1. The valley of the Nile, both in Egypt and in Nubia, was originally peopled by a branch of the Caucasian race.

2. These primeval people, since called Egyptians, were the Mizraimites of Scripture, the posterity of Ham, and directly affiliated with the Libyan family of nations.

3. In their physical character the Egyptians were intermediate between the Indo-European and Semitic races.

4. The Austral-Egyptian or Meröite communities were an Indo-Arabian stock engrafted on the primitive Libyan inhabitants.

5. Besides these exotic sources of population, the Egyptian race was at different periods modified by the influx of the Caucasian nations of Asia and Europe,—Pelasgi, or Hellenes, Scythians and Phenicians.

6. Kings of Egypt appear to have been incidentally derived from each of the above nations.

7. The Copts, in part at least, are a mixture of the Caucasian and the Negro in extremely variable proportions.

8. Negroes were numerous in Egypt, but their social position in ancient times was the same that it now is, that of servants and slaves.
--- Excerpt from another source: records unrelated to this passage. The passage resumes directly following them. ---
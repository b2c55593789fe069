//! Entilens Render - Views over extracted entities
//!
//! Three views of the same entity list:
//! - a sortable, filterable, paginated table exportable as CSV or JSON
//! - displaCy-style highlighted HTML
//! - an SVG bar chart of counts per label

use thiserror::Error;

pub mod chart;
pub mod highlight;
pub mod table;

pub use chart::{render_bar_chart, ChartOptions, NO_STATS_MESSAGE};
pub use highlight::{render_document, render_fragment, HIGHLIGHT_FILE_NAME};
pub use table::{
    EntityRow, EntityTable, ExportFormat, SortColumn, SortOrder, TablePage, TableQuery,
    DEFAULT_PAGE_SIZE,
};

/// Errors raised while exporting or importing table data
#[derive(Error, Debug)]
pub enum RenderError {
    #[error("CSV error: {0}")]
    Csv(#[from] csv::Error),

    #[error("JSON error: {0}")]
    Json(#[from] serde_json::Error),

    #[error("Invalid UTF-8 in exported CSV: {0}")]
    Utf8(#[from] std::string::FromUtf8Error),

    #[error("Unknown {kind}: {value}")]
    InvalidValue { kind: &'static str, value: String },
}

impl From<RenderError> for entilens_core::EntilensError {
    fn from(err: RenderError) -> Self {
        match err {
            RenderError::InvalidValue { .. } => Self::ValidationError(err.to_string()),
            other => Self::Other(anyhow::Error::new(other)),
        }
    }
}

pub type Result<T> = std::result::Result<T, RenderError>;
//! Recognizer registry
//!
//! Maps model names to recognizer backends. The rule-based recognizer is
//! always registered; models served by the NER service are registered when a
//! service URL is configured.

use std::collections::BTreeMap;
use std::sync::Arc;

use entilens_core::{EntilensError, EntityRecognizer, NerConfig, Result};

use crate::ner::{RuleBasedNer, BUILTIN_MODEL};
use crate::remote::{install_hint, RemoteNer};

/// Registry of available recognizers keyed by model name
pub struct RecognizerRegistry {
    recognizers: BTreeMap<String, Arc<dyn EntityRecognizer>>,
    default_model: String,
}

impl RecognizerRegistry {
    /// Create a registry containing only the rule-based recognizer
    pub fn new() -> Self {
        let mut registry = Self {
            recognizers: BTreeMap::new(),
            default_model: BUILTIN_MODEL.to_string(),
        };
        registry.register(Arc::new(RuleBasedNer::new()));
        registry
    }

    /// Build the registry from configuration
    pub fn from_config(config: &NerConfig) -> Result<Self> {
        let mut registry = Self::new();

        match &config.service_url {
            Some(_) => {
                for model in &config.models {
                    registry.register(Arc::new(RemoteNer::from_config(config, model.clone())?));
                }
            }
            None if !config.models.is_empty() => {
                tracing::info!(
                    models = ?config.models,
                    "NER service URL not configured, only the builtin recognizer is registered"
                );
            }
            None => {}
        }

        registry.set_default_model(&config.default_model)?;
        Ok(registry)
    }

    /// Register a recognizer under its model name, replacing any previous one
    pub fn register(&mut self, recognizer: Arc<dyn EntityRecognizer>) {
        self.recognizers
            .insert(recognizer.model().to_string(), recognizer);
    }

    /// Change the model used when a request does not name one
    pub fn set_default_model(&mut self, model: &str) -> Result<()> {
        if !self.recognizers.contains_key(model) {
            return Err(EntilensError::ConfigError(format!(
                "Default model {model} is not registered"
            )));
        }
        self.default_model = model.to_string();
        Ok(())
    }

    pub fn default_model(&self) -> &str {
        &self.default_model
    }

    /// Look up a recognizer, falling back to the default model
    pub fn get(&self, model: Option<&str>) -> Result<Arc<dyn EntityRecognizer>> {
        let name = model
            .map(str::trim)
            .filter(|m| !m.is_empty())
            .unwrap_or(&self.default_model);

        self.recognizers
            .get(name)
            .cloned()
            .ok_or_else(|| EntilensError::ModelUnavailable {
                model: name.to_string(),
                reason: install_hint(name),
            })
    }

    /// Registered model names in sorted order
    pub fn models(&self) -> Vec<String> {
        self.recognizers.keys().cloned().collect()
    }

    /// Check each registered model, returning `(name, available)` pairs
    pub async fn availability(&self) -> Vec<(String, bool)> {
        let mut result = Vec::with_capacity(self.recognizers.len());
        for (name, recognizer) in &self.recognizers {
            result.push((name.clone(), recognizer.is_available().await));
        }
        result
    }
}

impl Default for RecognizerRegistry {
    fn default() -> Self {
        Self::new()
    }
}

#[cfg(test)]
mod tests {
    use super::*;

    #[test]
    fn test_default_registry_has_builtin() {
        let registry = RecognizerRegistry::new();
        assert_eq!(registry.models(), vec!["builtin".to_string()]);
        assert_eq!(registry.default_model(), "builtin");
        assert_eq!(registry.get(None).unwrap().model(), "builtin");
        assert_eq!(registry.get(Some("  ")).unwrap().model(), "builtin");
    }

    #[test]
    fn test_unknown_model_is_unavailable() {
        let registry = RecognizerRegistry::new();
        let err = registry.get(Some("en_core_web_trf")).err().unwrap();
        match err {
            EntilensError::ModelUnavailable { model, reason } => {
                assert_eq!(model, "en_core_web_trf");
                assert!(reason.starts_with("Install with"));
            }
            other => panic!("unexpected error: {other:?}"),
        }
    }

    #[test]
    fn test_from_config_without_service() {
        let registry = RecognizerRegistry::from_config(&NerConfig::default()).unwrap();
        assert_eq!(registry.models(), vec!["builtin".to_string()]);
    }

    #[test]
    fn test_from_config_with_service() {
        let config = NerConfig {
            service_url: Some("http://localhost:9000".to_string()),
            default_model: "en_core_web_sm".to_string(),
            ..NerConfig::default()
        };
        let registry = RecognizerRegistry::from_config(&config).unwrap();

        assert_eq!(
            registry.models(),
            vec![
                "builtin".to_string(),
                "en_core_web_sm".to_string(),
                "en_core_web_trf".to_string()
            ]
        );
        assert_eq!(registry.get(None).unwrap().model(), "en_core_web_sm");
    }

    #[test]
    fn test_unregistered_default_is_config_error() {
        let config = NerConfig {
            default_model: "en_core_web_sm".to_string(),
            ..NerConfig::default()
        };
        assert!(matches!(
            RecognizerRegistry::from_config(&config),
            Err(EntilensError::ConfigError(_))
        ));
    }

    #[tokio::test]
    async fn test_availability() {
        let registry = RecognizerRegistry::new();
        assert_eq!(
            registry.availability().await,
            vec![("builtin".to_string(), true)]
        );
    }
}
9. The national characteristics of all these families of Man are distinctly figured on the monuments; and all of them, excepting the Scythians and Phenicians, have been identified in the catacombs.

10. The present Fellahs are the lineal and least-mixed descendants of the ancient Egyptians; and the latter are collaterally represented by the Tuaricks, Kabyles, Siwahs, and other remains of the Libyan family of nations.